As you read Act 4, consider the role of the witches.  They open this scene and remind us all of the power they wield:

Double, double, toil and trouble; /Fire burn and cauldron bubble….


By the pricking of my thumbs,/ Something wicked this way comes…

That ‘something wicked’ is Macbeth.  Consider, too, the changes in Macbeth.  Now, as king, he demands: ‘Answer me’.  He is pleased by their equivocations (he interprets them as predictions in his favour) and acknowledges that they have guessed his fear when they warn him of Macduff.  As he watches the apparitions he is led to feel pleased: ‘Sweet bodements!/good!) but can’t help give voice to his nagging fear that his actions might all be for Banquo’s issue.  He asks a direct question and is shown the line of eight kings – he is in disbelief.  This is a moment of realisation.  It is to Lennox that he communicates his change in his attitude towards them: ‘Infected be the air whereon they ride, / And damn’d all those that trust them!’  The audience understand the irony and the action to come plays out the foreshadowing in this scene.

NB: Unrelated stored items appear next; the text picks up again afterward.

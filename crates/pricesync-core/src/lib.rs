pub mod app_config;
pub mod config;
pub mod products;
pub mod suppliers;

pub use app_config::{AppConfig, Environment};
pub use config::{load_app_config, load_app_config_from_env};
pub use products::Product;
pub use suppliers::{
    load_suppliers, parse_suppliers, CanonicalField, FieldMapping, ResponseFormat,
    StatusVocabulary, Supplier, SuppliersFile, ACTIVE_STATUS, INACTIVE_STATUS,
};

use thiserror::Error;

#[derive(Debug, Error)]
pub enum ConfigError {
    #[error("missing required environment variable: {0}")]
    MissingEnvVar(String),

    #[error("invalid value for {var}: {reason}")]
    InvalidEnvVar { var: String, reason: String },

    #[error("failed to read suppliers file {path}: {source}")]
    SuppliersFileIo {
        path: String,
        #[source]
        source: std::io::Error,
    },

    #[error("failed to parse suppliers file: {0}")]
    SuppliersFileParse(#[from] serde_yaml::Error),

    #[error("supplier validation failed: {0}")]
    Validation(String),
}
mod fetch;
mod store;

use std::path::PathBuf;
use std::time::Duration;

use clap::{Parser, Subcommand};
use tokio_util::sync::CancellationToken;
use tracing_subscriber::EnvFilter;

#[derive(Debug, Parser)]
#[command(name = "pricesync")]
#[command(about = "Fetch supplier price lists and normalize them into product records")]
struct Cli {
    #[command(subcommand)]
    command: Commands,
}

#[derive(Debug, Subcommand)]
enum Commands {
    /// Fetch all active suppliers concurrently and save their products
    Fetch {
        /// Fetch a single supplier by name (case-insensitive)
        #[arg(long)]
        supplier: Option<String>,
        /// Directory to write `<supplier>.json` files into (overrides
        /// `PRICESYNC_OUTPUT_DIR`)
        #[arg(long)]
        output_dir: Option<PathBuf>,
        /// Print the suppliers that would be fetched without fetching
        #[arg(long, default_value_t = false)]
        dry_run: bool,
    },
    /// Validate the suppliers file and list its suppliers
    Suppliers,
}

#[tokio::main]
async fn main() -> anyhow::Result<()> {
    let cli = Cli::parse();
    let config = pricesync_core::load_app_config()?;
    let default_level = if config.debug {
        "debug".to_owned()
    } else {
        config.log_level.clone()
    };
    let env_filter =
        EnvFilter::try_from_default_env().or_else(|_| EnvFilter::try_new(default_level))?;
    tracing_subscriber::fmt().with_env_filter(env_filter).init();

    tracing::debug!(app = %config.app_name, env = %config.env, "configuration loaded");

    match cli.command {
        Commands::Fetch {
            supplier,
            output_dir,
            dry_run,
        } => {
            let output_dir = output_dir.unwrap_or_else(|| config.output_dir.clone());
            let cancel = CancellationToken::new();
            let deadline = config.batch_deadline_secs.map(Duration::from_secs);
            let watcher = tokio::spawn(cancel_on_shutdown(cancel.clone(), deadline));

            let result = fetch::run_fetch(
                &config,
                supplier.as_deref(),
                &output_dir,
                dry_run,
                &cancel,
            )
            .await;

            watcher.abort();
            result?;
        }
        Commands::Suppliers => fetch::run_list_suppliers(&config)?,
    }

    Ok(())
}

/// Cancels `cancel` on Ctrl-C, SIGTERM, or once `deadline` elapses.
async fn cancel_on_shutdown(cancel: CancellationToken, deadline: Option<Duration>) {
    let deadline = async {
        match deadline {
            Some(deadline) => tokio::time::sleep(deadline).await,
            None => std::future::pending().await,
        }
    };

    tokio::select! {
        () = shutdown_signal() => {
            tracing::warn!("received shutdown signal, cancelling in-flight fetches");
        }
        () = deadline => {
            tracing::warn!("batch deadline elapsed, cancelling in-flight fetches");
        }
    }
    cancel.cancel();
}

async fn shutdown_signal() {
    let ctrl_c = async {
        if let Err(e) = tokio::signal::ctrl_c().await {
            tracing::error!(error = %e, "failed to listen for ctrl-c");
            std::future::pending::<()>().await;
        }
    };

    #[cfg(unix)]
    let terminate = async {
        match tokio::signal::unix::signal(tokio::signal::unix::SignalKind::terminate()) {
            Ok(mut signal) => {
                signal.recv().await;
            }
            Err(e) => {
                tracing::error!(error = %e, "failed to install SIGTERM handler");
                std::future::pending::<()>().await;
            }
        }
    };

    #[cfg(not(unix))]
    let terminate = std::future::pending::<()>();

    tokio::select! {
        () = ctrl_c => {},
        () = terminate => {},
    }
}
//! Format-specific parse strategies and their dispatch.
//!
//! The set of formats is closed: [`dispatch`] matches a supplier's
//! [`ResponseFormat`] to exactly one [`ParseStrategy`] variant. Adding a
//! format means adding a variant here and an arm in `dispatch` together.

mod html;
mod json;

use std::time::Duration;

use chrono::{DateTime, Utc};
use pricesync_core::{Product, ResponseFormat, Supplier};
use tokio_util::sync::CancellationToken;

use crate::diagnostics::Diagnostic;
use crate::error::FetchError;
use crate::normalize::ItemOutcome;
use crate::transport::Transport;

pub use html::{HtmlStrategy, DEFAULT_TABLE_SELECTOR};
pub use json::JsonStrategy;

/// Per-supplier request timeout used when the caller does not configure one.
pub const DEFAULT_FETCH_TIMEOUT: Duration = Duration::from_secs(15);

/// Products parsed from one supplier in one fetch cycle, in payload order.
#[derive(Debug, Clone)]
pub struct ParseResult {
    pub products: Vec<Product>,
    /// Raw items excluded after a diagnosed item-level failure. Silently
    /// excluded HTML rows are not counted.
    pub skipped: usize,
    pub diagnostics: Vec<Diagnostic>,
    pub fetched_at: DateTime<Utc>,
}

impl ParseResult {
    #[must_use]
    pub fn empty() -> Self {
        Self {
            products: Vec::new(),
            skipped: 0,
            diagnostics: Vec::new(),
            fetched_at: Utc::now(),
        }
    }

    #[must_use]
    pub fn len(&self) -> usize {
        self.products.len()
    }

    #[must_use]
    pub fn is_empty(&self) -> bool {
        self.products.is_empty()
    }

    /// Emits `diagnostic` and keeps it on the result.
    pub(crate) fn push_diagnostic(&mut self, diagnostic: Diagnostic) {
        diagnostic.emit();
        self.diagnostics.push(diagnostic);
    }

    pub(crate) fn record(&mut self, outcome: ItemOutcome) {
        match outcome {
            ItemOutcome::Mapped { product, warning } => {
                if let Some(warning) = warning {
                    self.push_diagnostic(warning);
                }
                self.products.push(product);
            }
            ItemOutcome::Skipped(diagnostic) => {
                self.skipped += 1;
                self.push_diagnostic(diagnostic);
            }
        }
    }
}

/// Everything a strategy needs to perform one supplier's request.
pub struct FetchContext<'a, T> {
    pub transport: &'a T,
    pub timeout: Duration,
    pub cancel: &'a CancellationToken,
}

impl<T: Transport> FetchContext<'_, T> {
    /// Fetches `url` and returns the body of a 2xx response.
    ///
    /// The request is bounded by `timeout` even if the transport ignores it,
    /// and abandoned as soon as `cancel` fires.
    ///
    /// # Errors
    ///
    /// - [`FetchError::Timeout`] when the timeout elapses.
    /// - [`FetchError::Cancelled`] when the cancellation token fires first.
    /// - [`FetchError::Transport`] on a transport failure.
    /// - [`FetchError::UnexpectedStatus`] for any non-2xx status.
    pub async fn fetch_body(&self, url: &str) -> Result<String, FetchError> {
        let request = tokio::time::timeout(self.timeout, self.transport.request(url, self.timeout));

        let result = tokio::select! {
            biased;
            () = self.cancel.cancelled() => {
                return Err(FetchError::Cancelled { url: url.to_owned() });
            }
            result = request => result,
        };

        let timeout_error = || FetchError::Timeout {
            url: url.to_owned(),
            timeout_secs: self.timeout.as_secs(),
        };

        let response = match result {
            Err(_elapsed) => return Err(timeout_error()),
            Ok(Err(crate::transport::TransportError::Timeout)) => return Err(timeout_error()),
            Ok(Err(source)) => {
                return Err(FetchError::Transport {
                    url: url.to_owned(),
                    source,
                })
            }
            Ok(Ok(response)) => response,
        };

        if !response.is_success() {
            return Err(FetchError::UnexpectedStatus {
                status: response.status,
                url: url.to_owned(),
            });
        }

        tracing::debug!(url, bytes = response.body.len(), "fetched supplier body");
        Ok(response.body)
    }
}

/// Extraction algorithm for one response format.
#[derive(Debug, Clone)]
pub enum ParseStrategy {
    Json(JsonStrategy),
    Html(HtmlStrategy),
}

impl ParseStrategy {
    /// Fetches `supplier`'s endpoint and parses it into products.
    ///
    /// # Errors
    ///
    /// Returns the supplier-level [`FetchError`] of the underlying strategy.
    pub async fn fetch<T: Transport>(
        &self,
        supplier: &Supplier,
        ctx: &FetchContext<'_, T>,
    ) -> Result<ParseResult, FetchError> {
        match self {
            ParseStrategy::Json(strategy) => strategy.fetch(supplier, ctx).await,
            ParseStrategy::Html(strategy) => strategy.fetch(supplier, ctx).await,
        }
    }

    #[must_use]
    pub fn name(&self) -> &'static str {
        match self {
            ParseStrategy::Json(_) => "json",
            ParseStrategy::Html(_) => "html",
        }
    }
}

/// Selects the strategy for `supplier`'s response format.
///
/// Performs no I/O.
///
/// # Errors
///
/// Returns a configuration-kind [`FetchError`]: [`FetchError::UnsupportedFormat`]
/// for an unknown format tag, or [`FetchError::InvalidSelector`] for an HTML
/// supplier whose table selector does not parse.
pub fn dispatch(supplier: &Supplier) -> Result<ParseStrategy, FetchError> {
    match &supplier.format {
        ResponseFormat::Json => Ok(ParseStrategy::Json(JsonStrategy)),
        ResponseFormat::Html => HtmlStrategy::for_supplier(supplier).map(ParseStrategy::Html),
        ResponseFormat::Unsupported(tag) => Err(FetchError::UnsupportedFormat {
            supplier: supplier.name.clone(),
            format: tag.clone(),
        }),
    }
}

Throughout Act 4 there are many references to blood and bloodshed and it is clear that nature is rebelling agains the unnatural reign of Macbeth.  Malcolm’s admission:

‘I think our country sinks beneath the yoke; It weeps, it bleeds, and each new day a gash/Is added to her wounds’

This is a cry for the tyranny and violence to end. The climax of the action in this act is undoubtedly the onstage killing (remember that Duncan’s was off stage) of Macduff’s family.

Act 4 closes with the resolution that Macbeth must be stopped.  Macduff is overcome with grief but receives this advice from Malcolm: ‘Be this the whetstone of your sword: let grief/Convert to anger; blunt no the heart but enrage it.’  The audience is prepared for the play’s final act and the downfall of Macbeth.